不仅容冶,天门龙的其他几人皆是侧目,看向朝廷开出的重奖——正五品直隶兵马印。
先前他们一直担心的事情,终于发生了。
“中原武林还是这么热闹,何必为一个暗器争个半天,反正他也站不了多久。”歪斜的老目扫过众人,而后停在台上。
见状,岳君山警觉撤步。
“耿儿。”老丑人唤道。
年轻人跃上比武台,落地的刹那只听断石之声,裂缝自他脚下一直延绵到岳君山身前。
“慢着,比武规矩,持黄旗者方能上台,兄台若想切磋还请另选时候。”
岳君山刚要为自己的急智叫好,就见名耿的北狄人取出一块暗红色的旗子。
旗边是本色黄,而旗身则浸满血渍,一看就知原旗主的下场。
“第九十五面旗,北狄,鲜于耿。”
年轻人自报家门,不等岳君山回神,便是一招龙爪夺心。
“亢龙之术!”从鸾忽地站起。
“亢龙之术?”视线自比武台上移开,萧匡看向身侧。
“通晓亢龙之术者乃北狄国师,元宁五年北狄国师鲜于世荣于泰山之颠败在余瞻远手下,被迫履行二十年之内不入山海关之约,掐指算来今年恰为约满之年。”从鸾轻道。

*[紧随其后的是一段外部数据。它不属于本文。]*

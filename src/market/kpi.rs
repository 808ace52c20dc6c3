//! Post-hoc summary of a market run.

use std::fmt;

use serde::Serialize;

use super::accumulator::ResultAccumulator;

/// Aggregate figures derived from the accumulated results.
#[derive(Debug, Clone, PartialEq, Serialize)]
pub struct RunSummary {
    /// Days with a real-time dispatch.
    pub days_cleared: usize,
    /// Day-ahead commitment solves recorded.
    pub commitments: usize,
    /// Total production cost ($).
    pub production_cost: f64,
    /// Total start-up cost ($).
    pub startup_cost: f64,
    /// Total shut-down cost ($).
    pub shutdown_cost: f64,
    /// Mean LMP over buses and solved hours ($/MWh).
    pub mean_lmp: f64,
    /// Hours the dispatch solver reported as infeasible.
    pub no_solution_hours: usize,
    /// Largest absolute branch flow in a solved hour (MW).
    pub peak_branch_flow_mw: f64,
    pub sanity_violations: usize,
}

impl RunSummary {
    pub fn from_results(acc: &ResultAccumulator) -> Self {
        let mut production = 0.0;
        let mut startup = 0.0;
        let mut shutdown = 0.0;
        let mut lmp_sum = 0.0;
        let mut lmp_count = 0_usize;
        let mut unsolved = 0_usize;
        let mut peak_flow = 0.0_f64;

        for day in acc.real_time_days() {
            let Some(r) = acc.real_time(day) else {
                continue;
            };
            for g in 0..r.solution.dispatch.entities() {
                let c = r.costs(g);
                production += c.production.iter().sum::<f64>();
                startup += c.startup.iter().sum::<f64>();
                shutdown += c.shutdown.iter().sum::<f64>();
            }
            for (hour, solved) in r.solution.has_solution.iter().enumerate() {
                if !solved {
                    unsolved += 1;
                    continue;
                }
                for price in r.solution.lmp.row(hour) {
                    lmp_sum += price;
                    lmp_count += 1;
                }
                for flow in r.solution.branch_flow.row(hour) {
                    peak_flow = peak_flow.max(flow.abs());
                }
            }
        }

        Self {
            days_cleared: acc.real_time_days().count(),
            commitments: acc.day_ahead_days().count(),
            production_cost: production,
            startup_cost: startup,
            shutdown_cost: shutdown,
            mean_lmp: if lmp_count > 0 {
                lmp_sum / lmp_count as f64
            } else {
                0.0
            },
            no_solution_hours: unsolved,
            peak_branch_flow_mw: peak_flow,
            sanity_violations: acc.violations().len(),
        }
    }

    pub fn total_cost(&self) -> f64 {
        self.production_cost + self.startup_cost + self.shutdown_cost
    }
}

impl fmt::Display for RunSummary {
    fn fmt(&self, f: &mut fmt::Formatter<'_>) -> fmt::Result {
        writeln!(f, "--- Market Summary ---")?;
        writeln!(f, "Days cleared:          {}", self.days_cleared)?;
        writeln!(f, "Commitment solves:     {}", self.commitments)?;
        writeln!(f, "Production cost:       {:.2} $", self.production_cost)?;
        writeln!(f, "Start-up cost:         {:.2} $", self.startup_cost)?;
        writeln!(f, "Shut-down cost:        {:.2} $", self.shutdown_cost)?;
        writeln!(f, "Total cost:            {:.2} $", self.total_cost())?;
        writeln!(f, "Mean LMP:              {:.3} $/MWh", self.mean_lmp)?;
        writeln!(f, "No-solution hours:     {}", self.no_solution_hours)?;
        writeln!(f, "Peak branch flow:      {:.2} MW", self.peak_branch_flow_mw)?;
        write!(f, "Sanity violations:     {}", self.sanity_violations)
    }
}

#[cfg(test)]
mod tests {
    use super::*;
    use crate::market::commitment::ScheduleSet;
    use crate::market::matrix::HourlyMatrix;
    use crate::market::real_time::DailyRealTime;
    use crate::solver::DispatchSolution;

    fn m(rows: &[Vec<f64>], e: usize) -> HourlyMatrix {
        HourlyMatrix::from_rows(rows, e).unwrap_or_else(|| HourlyMatrix::zeros(rows.len(), e))
    }

    fn day(day: usize, has_solution: Vec<bool>) -> DailyRealTime {
        DailyRealTime {
            day,
            schedule: ScheduleSet::all_on(2, [("GenCo1", 0)]).unwrap_or_else(|e| panic!("{e}")),
            solution: DispatchSolution {
                dispatch: m(&[vec![100.0], vec![80.0]], 1),
                lmp: m(&[vec![20.0, 22.0], vec![30.0, 32.0]], 2),
                branch_flow: m(&[vec![-60.0], vec![40.0]], 1),
                production_cost: m(&[vec![1000.0], vec![800.0]], 1),
                startup_cost: m(&[vec![50.0], vec![0.0]], 1),
                shutdown_cost: m(&[vec![0.0], vec![0.0]], 1),
                has_solution,
            },
        }
    }

    #[test]
    fn aggregates_solved_hours() {
        let mut acc = ResultAccumulator::new();
        acc.record_real_time(day(2, vec![true, true]));
        acc.record_real_time(day(3, vec![true, false]));
        let s = RunSummary::from_results(&acc);
        assert_eq!(s.days_cleared, 2);
        assert_eq!(s.no_solution_hours, 1);
        assert_eq!(s.production_cost, 2800.0);
        assert_eq!(s.startup_cost, 100.0);
        // (20 + 22 + 30 + 32 + 20 + 22) / 6
        assert!((s.mean_lmp - 146.0 / 6.0).abs() < 1e-9);
        assert_eq!(s.peak_branch_flow_mw, 60.0);
    }

    #[test]
    fn empty_run() {
        let s = RunSummary::from_results(&ResultAccumulator::new());
        assert_eq!(s.days_cleared, 0);
        assert_eq!(s.mean_lmp, 0.0);
        assert_eq!(s.total_cost(), 0.0);
    }

    #[test]
    fn display_has_header() {
        let text = RunSummary::from_results(&ResultAccumulator::new()).to_string();
        assert!(text.starts_with("--- Market Summary ---"));
        assert!(text.contains("Days cleared:          0"));
    }
}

“前代山老亲笔三行,藏于本室北狄门后。”南山院第七室室主回忆道,“‘鲜于世荣容貌尽毁,与余瞻远定下后辈再战之约’。”
容貌尽毁。
从鸾看向台下的老丑人。“到哪儿找第二个余瞻远呢。”
虽不知这第二人是谁,但可以肯定的是绝对不是岳君山。
乱发混着鲜血盖在脸上,岳君山仰面躺着,眼睁睁看着属于他的那面旗被升上石壁。
可恶,可恶,竟被一个蛮夷。
拼尽最后一份力,他飞出一枚银针。不如他的预期,银针根本扎不进那人的身子,如一片乖巧的落叶,轻轻坠下。
怎麽会
他惊怖瞪眼。
只见鲜于耿飞起一脚,空中划出一股血泉,岳君山破败飞落,而后被山似的近卫接住。
岳君山又呕出一口血。“卫”
“不是救你,而是为了中原武林的荣誉。”卫濯风冷目向前,“大山。”
“是。”
放下君山公子,高大山走上比武台。
“放弃吧。”两盏茶后,看着被鲜于耿打倒又站起,又被打倒,却依旧爬起的血性大汉,十一不忍道。
“他这是在为主子争取时间。”
“哎?”十一转头看向容冶。
“只要他多坚持一刻,便可多耗对方一份精力,如此卫濯风的胜算便多加一分。”
是这样么。
十一圆眼微颤,看向台下。
冷峻的面容没有一丝波动,卫濯风立于斯,静静犹如秋阳。
巨大的身子重重砸地,发出怖人的声响。
结束了吧,所有人都在想。
染血的巨掌动了动,头点地,生生撑起一丝距离,他还要站起。
“够了。”
轻轻的脚步声响在耳边,眼前出现一缕绣菊银纹,那是卫家下任家主才可拥有的徽织。
“退下,大山。”
其音虽冷,可他知道主子的心并不冷。“请您小心。”
剑眉龙睛,卫濯风眈向鲜于耿。“世缨卫家,卫濯风。”
阴影里,卫长风看着台上与人空手相搏的胞弟,死鱼眼中泛出光采来。
“三少为何不用鞭?”洛川问道。
“因为北狄人没用兵器。”他了然于心。
很小的时候,三弟就是如此,凡事讲求公平,即便技不如人也不投机取巧。
这是濯风的骄傲,但也是弱点。
这个北狄人内力雄厚,长于拳脚,若这样下去濯风定不是他的对手。
他忧心看去,果然胞弟已处下风。
一招盘龙聚顶,鲜于耿将卫濯风压得单膝着地。
“为何不用兵器。”看着他腰间的长鞭,鲜于耿问。
“因为。”骤眯眼,卫濯风全力站起,“你不配此鞭。”
一声对掌,比武台折了一脚,尘雾还没落定。就见隐隐两道身影,上天入地斗个彻底。
“出鞭吧,我可不想和扬短避长的人打。”鲜于耿挥出重拳,击得卫濯风后退了一丈方才稳住身形。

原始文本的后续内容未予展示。